A presença de um impulso erótico no ser humano – de acordo com Freud – fornece a Marcuse o fundamento da crença na possibilidade de libertação do que é oferecido como realidade opressiva, regida por repressão e recalque das pulsões. Por haver algo que pulsa em direção ao encontro com unidades de vida cada vez mais amplo – na direção oposta da dissolução dos laços afetivos –, Marcuse mantém-se fiel à ideia de uma subjetividade capaz de rebelar-se e sobreviver contra as forças de Thanatos.

Embora as condições materiais para libertação do ser humano da estrutura de dominação e exploração há muito em curso existam de fato, Marcuse percebe a crescente impotência e ineficácia da crítica às formas predominantes de organização da vida. As acusações são absorvidas, encontram aplausos e acolhimento em nichos de mercado no próprio sistema que acusam. A assimilação progressiva de qualquer posição contestadora leva a cultura a perceber a necessidade de quebrar o encanto produzido pela padronização e pelas falsas promessas de inclusão no poder vencedor.

Nessa luta, Marcuse aposta em Eros. A pulsão erótica preserva o conteúdo material da liberdade e se revolta contra as tentativas de submetê-la a formas compatíveis com a ordem repressora.
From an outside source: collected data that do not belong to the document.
use chrono::{DateTime, Datelike, NaiveDate, NaiveDateTime};
use once_cell::sync::Lazy;
use regex::Regex;
use serde::{Deserialize, Serialize};

/// Leading float as accepted by a lenient numeric parser: `-12.5abc` → `-12.5`.
static LEADING_FLOAT: Lazy<Regex> =
    Lazy::new(|| Regex::new(r"^[-+]?(\d+\.?\d*|\.\d+)").expect("valid float pattern"));

/// Separator conventions used for grouped numbers.
#[derive(Debug, Clone, PartialEq, Eq, Serialize, Deserialize)]
#[serde(default)]
pub struct LocaleConfig {
    pub language_tag: String,
    pub decimal_separator: char,
    pub grouping_separator: char,
}

impl Default for LocaleConfig {
    fn default() -> Self {
        Self {
            language_tag: "en-PH".into(),
            decimal_separator: '.',
            grouping_separator: ',',
        }
    }
}

/// Formats `value` with `precision` fraction digits and thousands grouping.
pub fn format_number(locale: &LocaleConfig, value: f64, precision: u8) -> String {
    let mut body = format!("{:.*}", precision as usize, normalize_zero(value));
    if locale.decimal_separator != '.' {
        if let Some(pos) = body.find('.') {
            body.replace_range(pos..=pos, &locale.decimal_separator.to_string());
        }
    }
    let (int_part, fraction) = match body.find(locale.decimal_separator) {
        Some(pos) => body.split_at(pos),
        None => (body.as_str(), ""),
    };
    let grouped = match int_part.strip_prefix('-') {
        Some(digits) => format!("-{}", group_digits(digits, locale.grouping_separator)),
        None => group_digits(int_part, locale.grouping_separator),
    };
    format!("{}{}", grouped, fraction)
}

/// Grouped rendering with up to three fraction digits and no trailing zeros.
pub fn format_plain_number(locale: &LocaleConfig, value: f64) -> String {
    let rendered = format_number(locale, value, 3);
    if !rendered.contains(locale.decimal_separator) {
        return rendered;
    }
    rendered
        .trim_end_matches('0')
        .trim_end_matches(locale.decimal_separator)
        .to_string()
}

fn group_digits(digits: &str, separator: char) -> String {
    let mut grouped = String::with_capacity(digits.len() + digits.len() / 3);
    for (count, ch) in digits.chars().rev().enumerate() {
        if count != 0 && count % 3 == 0 {
            grouped.insert(0, separator);
        }
        grouped.insert(0, ch);
    }
    grouped
}

fn normalize_zero(value: f64) -> f64 {
    if value == 0.0 {
        0.0
    } else {
        value
    }
}

/// Fixed two-decimal rendering without grouping, e.g. `800.00`.
pub fn format_amount(value: f64) -> String {
    format!("{:.2}", normalize_zero(value))
}

/// Two-decimal rendering with grouping, e.g. `1,000.00`.
pub fn format_grouped_amount(locale: &LocaleConfig, value: f64) -> String {
    format_number(locale, value, 2)
}

/// Parses the leading float of `text` after dropping everything except digits,
/// `.` and `-`. Returns `None` when nothing numeric remains.
pub fn parse_loose_number(text: &str) -> Option<f64> {
    let cleaned: String = text
        .chars()
        .filter(|c| c.is_ascii_digit() || matches!(c, '.' | '-'))
        .collect();
    parse_leading_float(&cleaned)
}

/// Parses an amount the way totals read it: only digits and `.` survive, so a
/// minus sign is dropped along with currency symbols and separators.
pub fn parse_unsigned_amount(text: &str) -> Option<f64> {
    let cleaned: String = text
        .chars()
        .filter(|c| c.is_ascii_digit() || *c == '.')
        .collect();
    parse_leading_float(&cleaned)
}

/// Parses the numeric prefix of `text`, ignoring whatever follows it.
pub fn parse_leading_float(text: &str) -> Option<f64> {
    let found = LEADING_FLOAT.find(text.trim_start())?;
    found
        .as_str()
        .parse::<f64>()
        .ok()
        .filter(|value| value.is_finite())
}

/// Sums amounts read with [`parse_unsigned_amount`], counting anything
/// unparsable as zero.
pub fn sum_loose<'a>(values: impl IntoIterator<Item = &'a str>) -> f64 {
    values
        .into_iter()
        .map(|value| parse_unsigned_amount(value).unwrap_or(0.0))
        .sum()
}

/// Currency formatting with a single fixed symbol and locale convention.
#[derive(Debug, Clone, PartialEq)]
pub struct CurrencyFormatter {
    symbol: String,
    passthrough_markers: Vec<String>,
    locale: LocaleConfig,
}

impl CurrencyFormatter {
    pub fn new(
        symbol: impl Into<String>,
        passthrough_markers: Vec<String>,
        locale: LocaleConfig,
    ) -> Self {
        Self {
            symbol: symbol.into(),
            passthrough_markers,
            locale,
        }
    }

    pub fn locale(&self) -> &LocaleConfig {
        &self.locale
    }

    pub fn symbol(&self) -> &str {
        &self.symbol
    }

    /// Formats a raw cell as currency. Text that already carries a currency
    /// marker is returned as-is; unparsable text is returned unchanged.
    pub fn format(&self, raw: &str) -> String {
        let trimmed = raw.trim();
        if trimmed.is_empty() {
            return "-".to_string();
        }
        if self.has_marker(trimmed) {
            return trimmed.to_string();
        }
        match parse_loose_number(trimmed) {
            Some(value) => self.format_value(value),
            None => trimmed.to_string(),
        }
    }

    /// Formats an already-parsed amount.
    pub fn format_value(&self, value: f64) -> String {
        let body = format_grouped_amount(&self.locale, value.abs());
        if value < 0.0 {
            format!("-{}{}", self.symbol, body)
        } else {
            format!("{}{}", self.symbol, body)
        }
    }

    pub fn has_marker(&self, text: &str) -> bool {
        text.contains(self.symbol.as_str())
            || self
                .passthrough_markers
                .iter()
                .any(|marker| !marker.is_empty() && text.contains(marker.as_str()))
    }
}

impl Default for CurrencyFormatter {
    fn default() -> Self {
        Self::new(
            "₱",
            vec!["$".into(), "₱".into(), "PHP".into()],
            LocaleConfig::default(),
        )
    }
}

/// Parses the calendar date at the start of `text`.
///
/// Accepts RFC 3339 timestamps, `YYYY-MM-DD HH:MM:SS`, naive ISO timestamps and
/// plain `YYYY-MM-DD`.
pub fn parse_date(text: &str) -> Option<NaiveDate> {
    let trimmed = text.trim();
    if let Ok(stamp) = DateTime::parse_from_rfc3339(trimmed) {
        return Some(stamp.date_naive());
    }
    for pattern in ["%Y-%m-%d %H:%M:%S", "%Y-%m-%dT%H:%M:%S%.f", "%Y-%m-%dT%H:%M"] {
        if let Ok(stamp) = NaiveDateTime::parse_from_str(trimmed, pattern) {
            return Some(stamp.date());
        }
    }
    NaiveDate::parse_from_str(trimmed, "%Y-%m-%d").ok()
}

/// Renders a date as `DD/Mon/YYYY`.
pub fn format_date(date: NaiveDate) -> String {
    format!(
        "{:02}/{}/{}",
        date.day(),
        month_label(date.month()),
        date.year()
    )
}

/// Formats date text as `DD/Mon/YYYY`, falling back to the original text.
pub fn format_date_text(text: &str) -> String {
    match parse_date(text) {
        Some(date) => format_date(date),
        None => text.to_string(),
    }
}

fn month_label(month: u32) -> &'static str {
    match month {
        1 => "Jan",
        2 => "Feb",
        3 => "Mar",
        4 => "Apr",
        5 => "May",
        6 => "Jun",
        7 => "Jul",
        8 => "Aug",
        9 => "Sep",
        10 => "Oct",
        11 => "Nov",
        12 => "Dec",
        _ => "",
    }
}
Ainda que Eros seja apolítico, ou não imediatamente político, é fácil perceber sua comunhão com a mais radical das metas políticas, com a libertação.

De Platão a Bataille e além, as teorias sobre erotismo implicam sempre a ação de sair de si, o êxtase, a “mania” grega, o rompimento e a ultrapassagem do princípio de individuação. Nesse movimento, Eros encontra-se com a arte, também agente produtora de arrebatamento. E em Eros, arte e política encontram seu denominador comum, considera Marcuse.
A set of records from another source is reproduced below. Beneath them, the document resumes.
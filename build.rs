use std::env;
use std::process::Command;

fn main() {
    println!("cargo:rerun-if-changed=build.rs");
    println!("cargo:rerun-if-changed=.git/HEAD");

    let hash = command_stdout("git", &["rev-parse", "--short", "HEAD"])
        .filter(|s| !s.is_empty())
        .unwrap_or_else(|| "unknown".to_string());
    emit("HASH", &hash);

    let status = match command_stdout("git", &["status", "--porcelain"]) {
        Some(out) if out.is_empty() => "clean",
        Some(_) => "dirty",
        None => "unknown",
    };
    emit("STATUS", status);

    let timestamp = chrono::Utc::now().to_rfc3339_opts(chrono::SecondsFormat::Secs, true);
    emit("TIMESTAMP", &timestamp);

    emit(
        "PROFILE",
        &env::var("PROFILE").unwrap_or_else(|_| "unknown-profile".to_string()),
    );
    emit(
        "RUSTC",
        &command_stdout("rustc", &["--version"]).unwrap_or_else(|| "unknown".to_string()),
    );
}

fn emit(suffix: &str, value: &str) {
    println!("cargo:rustc-env=FORMHUB_DISPLAY_BUILD_{suffix}={value}");
}

fn command_stdout(program: &str, args: &[&str]) -> Option<String> {
    let output = Command::new(program).args(args).output().ok()?;
    if !output.status.success() {
        return None;
    }
    String::from_utf8(output.stdout)
        .ok()
        .map(|s| s.trim().to_string())
}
“Hoje a luta pela vida, a luta por Eros, é a luta política”, escreve Marcuse (itálico dele), no Prefácio de 1966 a seu livro Eros e Civilização, mais de uma década depois da primeira publicação do texto. Pulando mais algumas décadas, no momento atual, quando a pandemia desmascara a necropolítica regente, parece ainda mais urgente lutar por e com Eros.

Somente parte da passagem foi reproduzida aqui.